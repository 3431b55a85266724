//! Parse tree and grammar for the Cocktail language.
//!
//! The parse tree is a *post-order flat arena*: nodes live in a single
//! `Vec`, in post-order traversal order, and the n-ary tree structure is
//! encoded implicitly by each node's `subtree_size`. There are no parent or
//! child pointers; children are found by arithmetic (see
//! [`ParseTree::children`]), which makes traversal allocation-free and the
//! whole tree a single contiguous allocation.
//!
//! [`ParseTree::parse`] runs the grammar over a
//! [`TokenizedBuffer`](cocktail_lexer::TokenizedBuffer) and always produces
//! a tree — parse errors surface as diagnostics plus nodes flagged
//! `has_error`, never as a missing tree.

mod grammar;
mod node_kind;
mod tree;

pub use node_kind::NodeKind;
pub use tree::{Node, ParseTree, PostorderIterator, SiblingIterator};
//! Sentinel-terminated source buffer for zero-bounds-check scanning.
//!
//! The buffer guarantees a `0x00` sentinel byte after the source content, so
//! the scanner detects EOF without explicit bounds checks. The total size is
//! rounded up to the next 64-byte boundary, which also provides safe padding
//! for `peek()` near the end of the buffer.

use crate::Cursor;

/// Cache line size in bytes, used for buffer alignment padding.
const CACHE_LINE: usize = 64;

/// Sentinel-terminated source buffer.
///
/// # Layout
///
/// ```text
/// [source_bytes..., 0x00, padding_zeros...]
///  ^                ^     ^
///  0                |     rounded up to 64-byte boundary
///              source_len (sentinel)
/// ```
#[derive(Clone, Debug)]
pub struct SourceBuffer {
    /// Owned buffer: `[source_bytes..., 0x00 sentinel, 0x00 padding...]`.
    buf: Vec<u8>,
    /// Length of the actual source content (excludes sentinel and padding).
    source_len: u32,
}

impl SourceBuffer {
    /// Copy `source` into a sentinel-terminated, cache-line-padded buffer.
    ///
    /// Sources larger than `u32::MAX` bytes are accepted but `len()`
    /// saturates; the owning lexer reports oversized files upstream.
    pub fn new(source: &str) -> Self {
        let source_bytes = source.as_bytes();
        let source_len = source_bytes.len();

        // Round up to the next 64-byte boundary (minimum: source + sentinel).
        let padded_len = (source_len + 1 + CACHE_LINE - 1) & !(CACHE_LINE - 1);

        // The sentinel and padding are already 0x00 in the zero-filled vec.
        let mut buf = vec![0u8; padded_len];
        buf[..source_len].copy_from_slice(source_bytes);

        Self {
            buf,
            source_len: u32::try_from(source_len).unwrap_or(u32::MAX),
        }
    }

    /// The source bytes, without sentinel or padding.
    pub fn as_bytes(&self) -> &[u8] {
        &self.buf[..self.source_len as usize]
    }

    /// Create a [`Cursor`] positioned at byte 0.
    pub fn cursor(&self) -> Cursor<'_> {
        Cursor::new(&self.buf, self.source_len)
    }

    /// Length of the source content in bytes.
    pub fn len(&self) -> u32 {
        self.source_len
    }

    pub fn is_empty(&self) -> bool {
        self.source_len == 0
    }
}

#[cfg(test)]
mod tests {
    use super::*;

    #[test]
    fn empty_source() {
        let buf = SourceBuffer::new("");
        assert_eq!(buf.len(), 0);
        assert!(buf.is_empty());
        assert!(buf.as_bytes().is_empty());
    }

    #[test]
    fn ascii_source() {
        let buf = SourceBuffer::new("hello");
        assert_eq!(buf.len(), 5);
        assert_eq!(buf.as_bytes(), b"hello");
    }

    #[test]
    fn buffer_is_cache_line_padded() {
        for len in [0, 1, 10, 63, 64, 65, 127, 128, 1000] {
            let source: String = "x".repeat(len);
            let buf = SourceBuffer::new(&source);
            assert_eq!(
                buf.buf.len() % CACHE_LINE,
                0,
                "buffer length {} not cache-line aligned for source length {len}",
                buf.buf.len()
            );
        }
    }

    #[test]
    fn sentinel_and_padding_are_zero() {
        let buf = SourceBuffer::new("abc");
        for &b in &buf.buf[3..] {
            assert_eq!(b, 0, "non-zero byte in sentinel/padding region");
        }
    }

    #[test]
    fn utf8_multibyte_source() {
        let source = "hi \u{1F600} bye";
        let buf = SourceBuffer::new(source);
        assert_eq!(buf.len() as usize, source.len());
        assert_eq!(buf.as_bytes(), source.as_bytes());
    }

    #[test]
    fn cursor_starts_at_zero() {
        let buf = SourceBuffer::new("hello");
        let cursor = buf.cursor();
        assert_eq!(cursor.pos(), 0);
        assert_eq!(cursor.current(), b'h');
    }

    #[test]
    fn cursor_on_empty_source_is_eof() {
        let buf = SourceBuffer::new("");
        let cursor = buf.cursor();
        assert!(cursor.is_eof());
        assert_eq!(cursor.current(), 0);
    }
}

#####

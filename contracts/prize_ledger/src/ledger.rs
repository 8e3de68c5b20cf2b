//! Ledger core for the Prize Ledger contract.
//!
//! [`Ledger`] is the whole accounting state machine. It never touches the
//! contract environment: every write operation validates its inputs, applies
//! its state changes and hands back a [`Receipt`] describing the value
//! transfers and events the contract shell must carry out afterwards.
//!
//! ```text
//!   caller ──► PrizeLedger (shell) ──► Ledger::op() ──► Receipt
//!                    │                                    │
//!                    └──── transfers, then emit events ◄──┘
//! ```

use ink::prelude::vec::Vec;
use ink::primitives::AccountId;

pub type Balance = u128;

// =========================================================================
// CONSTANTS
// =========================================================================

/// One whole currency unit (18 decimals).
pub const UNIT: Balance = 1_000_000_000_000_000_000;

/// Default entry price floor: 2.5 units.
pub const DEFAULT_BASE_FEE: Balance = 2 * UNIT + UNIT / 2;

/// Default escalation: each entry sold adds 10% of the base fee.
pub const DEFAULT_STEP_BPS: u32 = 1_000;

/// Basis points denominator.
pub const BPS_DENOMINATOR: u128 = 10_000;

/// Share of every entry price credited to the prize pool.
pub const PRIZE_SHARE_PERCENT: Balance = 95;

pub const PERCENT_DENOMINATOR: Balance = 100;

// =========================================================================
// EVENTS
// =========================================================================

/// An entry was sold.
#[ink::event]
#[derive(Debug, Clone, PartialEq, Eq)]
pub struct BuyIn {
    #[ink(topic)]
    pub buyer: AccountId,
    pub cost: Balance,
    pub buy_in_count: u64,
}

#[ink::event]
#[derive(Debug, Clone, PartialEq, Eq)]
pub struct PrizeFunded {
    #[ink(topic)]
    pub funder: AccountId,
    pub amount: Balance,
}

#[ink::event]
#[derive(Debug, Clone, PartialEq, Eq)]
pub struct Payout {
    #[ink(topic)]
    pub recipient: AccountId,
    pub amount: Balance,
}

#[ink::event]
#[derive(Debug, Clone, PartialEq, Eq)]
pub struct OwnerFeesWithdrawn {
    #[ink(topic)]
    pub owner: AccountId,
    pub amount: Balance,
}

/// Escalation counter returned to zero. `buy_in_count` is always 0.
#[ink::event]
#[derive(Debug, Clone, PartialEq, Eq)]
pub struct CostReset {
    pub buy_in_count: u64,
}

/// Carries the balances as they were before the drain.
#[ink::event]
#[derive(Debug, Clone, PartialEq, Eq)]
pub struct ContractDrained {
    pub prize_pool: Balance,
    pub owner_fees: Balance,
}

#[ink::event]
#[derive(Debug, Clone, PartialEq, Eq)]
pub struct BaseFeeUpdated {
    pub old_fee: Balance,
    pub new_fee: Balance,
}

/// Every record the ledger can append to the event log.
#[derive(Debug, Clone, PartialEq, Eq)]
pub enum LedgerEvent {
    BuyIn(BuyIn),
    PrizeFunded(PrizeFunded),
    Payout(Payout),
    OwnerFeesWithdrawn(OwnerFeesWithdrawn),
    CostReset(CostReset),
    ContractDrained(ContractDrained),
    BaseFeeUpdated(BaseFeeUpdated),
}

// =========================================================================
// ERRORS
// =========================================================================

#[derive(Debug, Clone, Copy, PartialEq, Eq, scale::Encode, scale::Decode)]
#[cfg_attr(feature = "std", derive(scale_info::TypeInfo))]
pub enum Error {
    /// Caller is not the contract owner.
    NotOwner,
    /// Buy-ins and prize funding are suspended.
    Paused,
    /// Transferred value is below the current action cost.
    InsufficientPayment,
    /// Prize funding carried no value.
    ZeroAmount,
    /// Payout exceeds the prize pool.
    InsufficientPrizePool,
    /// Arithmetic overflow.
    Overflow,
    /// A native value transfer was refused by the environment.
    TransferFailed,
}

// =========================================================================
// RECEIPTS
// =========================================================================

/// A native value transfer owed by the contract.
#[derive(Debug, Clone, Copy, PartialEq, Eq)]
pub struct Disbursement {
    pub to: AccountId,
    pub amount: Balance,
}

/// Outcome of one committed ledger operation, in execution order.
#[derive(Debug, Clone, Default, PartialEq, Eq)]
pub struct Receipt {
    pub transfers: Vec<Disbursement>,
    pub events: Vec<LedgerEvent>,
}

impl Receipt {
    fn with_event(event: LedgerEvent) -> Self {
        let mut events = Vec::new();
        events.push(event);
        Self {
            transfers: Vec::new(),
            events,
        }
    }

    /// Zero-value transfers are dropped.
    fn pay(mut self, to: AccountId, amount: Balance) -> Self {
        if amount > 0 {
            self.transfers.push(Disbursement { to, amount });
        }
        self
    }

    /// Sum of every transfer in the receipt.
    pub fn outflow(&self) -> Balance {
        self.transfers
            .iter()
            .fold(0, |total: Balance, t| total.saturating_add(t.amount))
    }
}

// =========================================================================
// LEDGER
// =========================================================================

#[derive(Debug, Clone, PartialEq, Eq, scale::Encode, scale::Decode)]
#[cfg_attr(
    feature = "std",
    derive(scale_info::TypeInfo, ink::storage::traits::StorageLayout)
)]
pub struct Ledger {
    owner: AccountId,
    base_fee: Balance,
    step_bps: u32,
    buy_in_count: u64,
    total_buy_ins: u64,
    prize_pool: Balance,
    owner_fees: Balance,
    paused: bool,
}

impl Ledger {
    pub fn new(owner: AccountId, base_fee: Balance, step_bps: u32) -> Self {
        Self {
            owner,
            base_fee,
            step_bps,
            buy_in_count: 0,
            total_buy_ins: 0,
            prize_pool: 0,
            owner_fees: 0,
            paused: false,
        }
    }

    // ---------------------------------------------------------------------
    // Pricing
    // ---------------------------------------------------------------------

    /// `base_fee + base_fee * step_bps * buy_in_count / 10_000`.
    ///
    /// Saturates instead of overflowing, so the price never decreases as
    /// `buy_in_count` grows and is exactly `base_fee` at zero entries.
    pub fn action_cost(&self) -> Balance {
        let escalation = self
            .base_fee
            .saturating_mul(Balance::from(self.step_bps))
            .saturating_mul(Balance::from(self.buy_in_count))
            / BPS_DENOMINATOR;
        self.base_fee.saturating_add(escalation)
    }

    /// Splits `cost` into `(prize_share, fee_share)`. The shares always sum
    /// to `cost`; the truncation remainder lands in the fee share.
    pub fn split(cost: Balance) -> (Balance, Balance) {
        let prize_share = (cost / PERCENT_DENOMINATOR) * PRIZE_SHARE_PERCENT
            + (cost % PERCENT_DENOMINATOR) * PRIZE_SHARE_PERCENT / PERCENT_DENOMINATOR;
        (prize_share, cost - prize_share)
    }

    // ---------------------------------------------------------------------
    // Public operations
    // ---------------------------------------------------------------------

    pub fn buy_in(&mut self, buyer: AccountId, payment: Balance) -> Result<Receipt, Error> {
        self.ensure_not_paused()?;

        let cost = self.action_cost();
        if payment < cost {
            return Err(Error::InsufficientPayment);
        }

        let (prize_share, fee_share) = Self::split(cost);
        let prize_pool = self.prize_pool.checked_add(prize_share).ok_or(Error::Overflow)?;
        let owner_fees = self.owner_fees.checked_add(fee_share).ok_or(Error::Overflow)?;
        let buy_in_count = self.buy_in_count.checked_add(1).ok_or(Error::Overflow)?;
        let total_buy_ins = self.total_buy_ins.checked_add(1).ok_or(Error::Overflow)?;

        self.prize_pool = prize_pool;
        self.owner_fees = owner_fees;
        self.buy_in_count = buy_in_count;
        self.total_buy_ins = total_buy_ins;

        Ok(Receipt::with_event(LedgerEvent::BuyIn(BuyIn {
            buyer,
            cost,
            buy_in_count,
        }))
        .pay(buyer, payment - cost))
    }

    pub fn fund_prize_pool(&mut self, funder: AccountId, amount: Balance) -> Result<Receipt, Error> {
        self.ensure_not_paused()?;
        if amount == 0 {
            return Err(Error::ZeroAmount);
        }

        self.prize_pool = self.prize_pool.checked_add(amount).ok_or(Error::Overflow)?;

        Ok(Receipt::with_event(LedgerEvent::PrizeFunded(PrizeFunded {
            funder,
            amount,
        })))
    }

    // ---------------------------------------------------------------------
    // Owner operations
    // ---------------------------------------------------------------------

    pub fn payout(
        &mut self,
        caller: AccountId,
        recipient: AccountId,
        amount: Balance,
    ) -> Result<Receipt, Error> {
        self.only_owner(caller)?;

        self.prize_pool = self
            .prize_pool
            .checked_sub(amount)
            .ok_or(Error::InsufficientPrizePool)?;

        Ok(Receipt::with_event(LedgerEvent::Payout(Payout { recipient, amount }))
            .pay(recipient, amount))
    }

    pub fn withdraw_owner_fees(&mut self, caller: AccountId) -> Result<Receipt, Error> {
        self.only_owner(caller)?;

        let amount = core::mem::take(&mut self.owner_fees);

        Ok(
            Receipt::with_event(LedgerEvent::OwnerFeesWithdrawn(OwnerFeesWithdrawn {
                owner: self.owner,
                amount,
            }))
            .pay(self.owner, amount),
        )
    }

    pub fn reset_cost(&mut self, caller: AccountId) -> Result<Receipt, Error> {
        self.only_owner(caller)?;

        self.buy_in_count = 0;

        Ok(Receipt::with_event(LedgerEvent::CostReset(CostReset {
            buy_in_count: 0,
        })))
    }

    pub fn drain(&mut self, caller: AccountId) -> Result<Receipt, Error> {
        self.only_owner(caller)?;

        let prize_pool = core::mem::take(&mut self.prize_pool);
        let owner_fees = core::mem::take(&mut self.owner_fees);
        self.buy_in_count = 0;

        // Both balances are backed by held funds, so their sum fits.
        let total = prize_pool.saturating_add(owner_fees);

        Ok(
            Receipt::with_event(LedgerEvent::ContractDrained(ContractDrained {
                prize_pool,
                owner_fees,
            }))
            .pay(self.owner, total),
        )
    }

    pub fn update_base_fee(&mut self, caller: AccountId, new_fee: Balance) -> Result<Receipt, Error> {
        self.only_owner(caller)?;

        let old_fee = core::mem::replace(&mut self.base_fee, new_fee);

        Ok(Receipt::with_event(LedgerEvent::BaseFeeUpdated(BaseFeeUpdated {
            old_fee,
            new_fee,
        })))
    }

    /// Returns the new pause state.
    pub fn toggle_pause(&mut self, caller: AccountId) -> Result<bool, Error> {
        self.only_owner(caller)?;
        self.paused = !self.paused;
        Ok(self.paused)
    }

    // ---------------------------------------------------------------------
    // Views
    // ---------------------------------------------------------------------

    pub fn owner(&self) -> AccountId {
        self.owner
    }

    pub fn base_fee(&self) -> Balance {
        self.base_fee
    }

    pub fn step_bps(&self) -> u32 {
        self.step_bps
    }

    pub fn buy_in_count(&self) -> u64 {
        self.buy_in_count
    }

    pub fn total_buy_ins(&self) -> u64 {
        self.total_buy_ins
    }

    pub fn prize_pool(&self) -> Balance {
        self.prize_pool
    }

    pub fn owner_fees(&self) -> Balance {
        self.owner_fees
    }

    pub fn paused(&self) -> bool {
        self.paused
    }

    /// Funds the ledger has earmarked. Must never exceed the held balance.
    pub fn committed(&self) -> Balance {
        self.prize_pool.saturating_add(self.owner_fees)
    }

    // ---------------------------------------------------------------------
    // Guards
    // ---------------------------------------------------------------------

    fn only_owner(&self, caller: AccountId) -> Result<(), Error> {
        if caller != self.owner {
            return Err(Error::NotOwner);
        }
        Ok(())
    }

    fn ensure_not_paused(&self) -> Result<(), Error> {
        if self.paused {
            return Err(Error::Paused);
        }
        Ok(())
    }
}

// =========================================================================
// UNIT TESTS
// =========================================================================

#####

Task instructions :: Copy each line above where "never" appears.

Exercise solution ::
//! `has_error`, never as a missing tree.
//! [`Ledger`] is the whole accounting state machine. It never touches the
    /// Saturates instead of overflowing, so the price never decreases as
    /// Funds the ledger has earmarked. Must never exceed the held balance.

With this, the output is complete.